Thus, we prefer our Big Macs and our Whoppers, our food portions supersized, our big cars and sprawling cities, our enormous football players (growing bigger every year, the average offensive lineman now topping three hundred pounds), our big breasts and big penises and big houses (up from an average of 1,200 square feet in 1950 to 2,216 square feet today), our big armies with big reach, and, though we complain about it incessantly, big government that spends big money running up big debt (more now than at any other period in our history). That we allow corporations to grow to outrageous size is just another symptom of the disease. Bigness worship permeates every layer of the culture; it is racked into our brains with every turn of the advertising screw; it is a totalizing force.

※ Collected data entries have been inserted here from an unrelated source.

//! Model name resolution: exact, alias, normalized, and fuzzy matching with
//! ranked suggestions for misses.
//!
//! Lookup indexes are built lazily on the first resolve and are immutable
//! afterwards; the store creates a fresh resolver when the catalog refreshes.

use std::collections::HashMap;
use std::sync::Arc;

use once_cell::sync::OnceCell;
use serde::{Deserialize, Serialize};
use tracing::debug;

use super::aliases::generate_aliases;
use super::normalizer::normalize_model_name;
use super::types::Catalog;

/// How a name was matched.
#[derive(Debug, Clone, Copy, PartialEq, Eq, Serialize, Deserialize)]
#[serde(rename_all = "snake_case")]
pub enum MatchType {
    Exact,
    Alias,
    Normalized,
    Fuzzy,
}

/// A successful name resolution.
#[derive(Debug, Clone, PartialEq, Serialize, Deserialize)]
pub struct NameResolution {
    pub canonical_name: String,
    pub match_type: MatchType,
    /// Exact/alias = 1.0, normalized = 0.95, fuzzy in [0, 0.9].
    pub confidence: f64,
}

struct Index {
    /// Exact canonical names.
    canonical: HashMap<String, String>,
    /// Case-folded canonical names and non-ambiguous aliases.
    alias_folded: HashMap<String, String>,
    /// Normalized canonical-and-alias forms.
    normalized: HashMap<String, String>,
    /// (canonical_name, normalized candidate form) pairs for fuzzy matching
    /// and suggestions.
    candidates: Vec<(String, String)>,
}

/// Resolves user-supplied model names against a catalog snapshot.
pub struct NameResolver {
    catalog: Arc<Catalog>,
    max_aliases_per_model: usize,
    index: OnceCell<Index>,
}

impl NameResolver {
    pub fn new(catalog: Arc<Catalog>, max_aliases_per_model: usize) -> Self {
        Self {
            catalog,
            max_aliases_per_model,
            index: OnceCell::new(),
        }
    }

    /// Resolve a user-supplied name. With `strict` set, fuzzy matching is
    /// skipped. Empty or whitespace input resolves to `None`.
    pub fn resolve(&self, name: &str, strict: bool) -> Option<NameResolution> {
        let trimmed = name.trim();
        if trimmed.is_empty() {
            return None;
        }

        let index = self.index();

        if let Some(canonical) = index.canonical.get(trimmed) {
            return Some(NameResolution {
                canonical_name: canonical.clone(),
                match_type: MatchType::Exact,
                confidence: 1.0,
            });
        }

        if let Some(canonical) = index.alias_folded.get(&trimmed.to_lowercase()) {
            return Some(NameResolution {
                canonical_name: canonical.clone(),
                match_type: MatchType::Alias,
                confidence: 1.0,
            });
        }

        let normalized = normalize_model_name(trimmed);
        if let Some(canonical) = index.normalized.get(&normalized) {
            return Some(NameResolution {
                canonical_name: canonical.clone(),
                match_type: MatchType::Normalized,
                confidence: 0.95,
            });
        }

        if strict {
            return None;
        }

        self.resolve_fuzzy(&normalized, index)
    }

    fn resolve_fuzzy(&self, normalized_query: &str, index: &Index) -> Option<NameResolution> {
        let threshold = fuzzy_threshold(normalized_query);
        let mut best: Option<(&str, f64)> = None;

        for (canonical, candidate) in &index.candidates {
            let score = if is_substring_match(normalized_query, candidate) {
                similarity_ratio(normalized_query, candidate).max(threshold)
            } else {
                let ratio = similarity_ratio(normalized_query, candidate);
                if ratio < threshold {
                    continue;
                }
                ratio
            };

            if best.is_none_or(|(_, current)| score > current) {
                best = Some((canonical, score));
            }
        }

        best.map(|(canonical, score)| {
            debug!(
                query = normalized_query,
                canonical, score, "fuzzy-resolved model name"
            );
            NameResolution {
                canonical_name: canonical.to_string(),
                match_type: MatchType::Fuzzy,
                confidence: score.min(0.9),
            }
        })
    }

    /// Up to `k` canonical names ranked by similarity to `name`. Every
    /// returned suggestion satisfies the fuzzy threshold or a substring
    /// match. Empty input yields an empty list.
    pub fn suggestions(&self, name: &str, k: usize) -> Vec<String> {
        let normalized_query = normalize_model_name(name);
        if normalized_query.is_empty() || k == 0 {
            return Vec::new();
        }

        let threshold = fuzzy_threshold(&normalized_query);
        let index = self.index();

        // Best score per canonical name across its candidate forms.
        let mut scores: HashMap<&str, f64> = HashMap::new();
        for (canonical, candidate) in &index.candidates {
            let substring = is_substring_match(&normalized_query, candidate);
            let ratio = similarity_ratio(&normalized_query, candidate);
            if !substring && ratio < threshold {
                continue;
            }
            let entry = scores.entry(canonical.as_str()).or_insert(0.0);
            if ratio > *entry {
                *entry = ratio;
            }
        }

        let mut ranked: Vec<(&str, f64)> = scores.into_iter().collect();
        ranked.sort_by(|a, b| {
            b.1.partial_cmp(&a.1)
                .unwrap_or(std::cmp::Ordering::Equal)
                .then_with(|| a.0.cmp(b.0))
        });
        ranked
            .into_iter()
            .take(k)
            .map(|(canonical, _)| canonical.to_string())
            .collect()
    }

    fn index(&self) -> &Index {
        self.index.get_or_init(|| self.build_index())
    }

    fn build_index(&self) -> Index {
        let mut canonical = HashMap::new();
        let mut alias_folded = HashMap::new();
        let mut normalized = HashMap::new();
        let mut candidates = Vec::new();

        // Alias -> owning model_id, used to drop ambiguous aliases. Entries
        // sharing the same underlying model id (regional variants) may share
        // aliases.
        let mut alias_owner: HashMap<String, (String, String)> = HashMap::new();
        let mut ambiguous: std::collections::HashSet<String> = Default::default();

        for entry in self.catalog.models.values() {
            let name = entry.canonical_name.clone();
            canonical.insert(name.clone(), name.clone());
            alias_folded.entry(name.to_lowercase()).or_insert_with(|| name.clone());
            normalized
                .entry(normalize_model_name(&name))
                .or_insert_with(|| name.clone());
            candidates.push((name.clone(), normalize_model_name(&name)));

            for alias in generate_aliases(entry, self.max_aliases_per_model) {
                let key = normalize_model_name(&alias);
                match alias_owner.get(&key) {
                    None => {
                        alias_owner.insert(key, (entry.model_id.clone(), name.clone()));
                        alias_folded
                            .entry(alias.to_lowercase())
                            .or_insert_with(|| name.clone());
                        normalized
                            .entry(normalize_model_name(&alias))
                            .or_insert_with(|| name.clone());
                        candidates.push((name.clone(), normalize_model_name(&alias)));
                    }
                    Some((owner_id, _)) if *owner_id != entry.model_id => {
                        ambiguous.insert(key);
                    }
                    Some(_) => {}
                }
            }
        }

        // Drop ambiguous aliases from every lookup structure.
        if !ambiguous.is_empty() {
            debug!(
                count = ambiguous.len(),
                "dropping ambiguous aliases from name index"
            );
            alias_folded.retain(|key, canonical_name| {
                !ambiguous.contains(&normalize_model_name(key))
                    || *key == canonical_name.to_lowercase()
            });
            normalized.retain(|key, canonical_name| {
                !ambiguous.contains(key) || {
                    // Keep entries whose normalized canonical name happens to
                    // collide with a dropped alias.
                    normalize_model_name(canonical_name) == *key
                }
            });
            candidates.retain(|(canonical_name, candidate)| {
                !ambiguous.contains(candidate)
                    || normalize_model_name(canonical_name) == *candidate
            });
        }

        Index {
            canonical,
            alias_folded,
            normalized,
            candidates,
        }
    }
}

fn fuzzy_threshold(normalized_query: &str) -> f64 {
    if normalized_query.chars().count() >= 5 {
        0.3
    } else {
        0.2
    }
}

fn is_substring_match(a: &str, b: &str) -> bool {
    !a.is_empty() && !b.is_empty() && (a.contains(b) || b.contains(a))
}

/// Ratcliff/Obershelp sequence similarity: `2*M / (|a| + |b|)` where `M` is
/// the total length of matched blocks found by recursively taking the
/// longest common substring.
pub fn similarity_ratio(a: &str, b: &str) -> f64 {
    let a: Vec<char> = a.chars().collect();
    let b: Vec<char> = b.chars().collect();
    let total = a.len() + b.len();
    if total == 0 {
        return 1.0;
    }
    let matched = matching_total(&a, &b);
    (2.0 * matched as f64) / total as f64
}

fn matching_total(a: &[char], b: &[char]) -> usize {
    if a.is_empty() || b.is_empty() {
        return 0;
    }

    // Longest common substring via a rolling DP row.
    let mut best_len = 0usize;
    let mut best_a_end = 0usize;
    let mut best_b_end = 0usize;
    let mut prev = vec![0usize; b.len() + 1];
    for (i, &ca) in a.iter().enumerate() {
        let mut row = vec![0usize; b.len() + 1];
        for (j, &cb) in b.iter().enumerate() {
            if ca == cb {
                let len = prev[j] + 1;
                row[j + 1] = len;
                if len > best_len {
                    best_len = len;
                    best_a_end = i + 1;
                    best_b_end = j + 1;
                }
            }
        }
        prev = row;
    }

    if best_len == 0 {
        return 0;
    }

    best_len
        + matching_total(&a[..best_a_end - best_len], &b[..best_b_end - best_len])
        + matching_total(&a[best_a_end..], &b[best_b_end..])
}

WHEN LOUIS BRANDEIS WROTE The Curse of Bigness in 1934, he had been a lawyer for many years and, famously, a Supreme Court justice, and much of his work in the courts was busting up bigness. He was particularly concerned about the corporate monopolies that afflicted American life at the turn of the twentieth century. The Curse of Bigness was not a big book, because the arguments were pretty obvious. The great robber baron trusts - in oil, rubber, steel, tobacco, sugar, and railroads (and let's not forget the Writing Paper Trust, the Woolen Trust, the Upper Leather Trust, the Paper Bag Trust) - had rigged bids, defrauded patentees, crushed labor movements, and could sway prices in any direction regardless of supply or demand. The ur-trust that by 1904 controlled 91 percent of U.S. oil production, Standard Oil Company of New Jersey, was found by the Justice Department to have secured its position via "discriminatory practices in favor of the combination by railroad companies; restraint and monopolization by control of pipe lines ... ; contracts with competitors in restraint of trade; . . . espionage of the business of competitors, the operation of bogus independent companies"-the stratagems as expectable as they were ugly.
The threat that behemoths like Standard Oil posed to the republic, wrote Brandeis, was their concentration of economic power and decision making to the extent that they were effectively a state within the state, operating under their own laws. Many of the trusts were shattered, in a long struggle that Brandeis pioneered. It was his advocacy that helped push into effective action the antitrust mechanisms in government (the Sherman Antitrust Act of 1890, the Clayton Antitrust Act of 1914, the Federal Trade Commission), which led to the breakup of Standard Oil and many of its sister monopolies by 1911. "American development can come on the lines on which we seek it, and the ideals which we have can be attained, only if side by side with political democracy comes industrial democracy," Brandeis wrote. "It is the relatively small man who pre-eminently needs the aid and solicitous care of industry and government. We have, gentlemen, to bear all the time that democratic view in mind." ...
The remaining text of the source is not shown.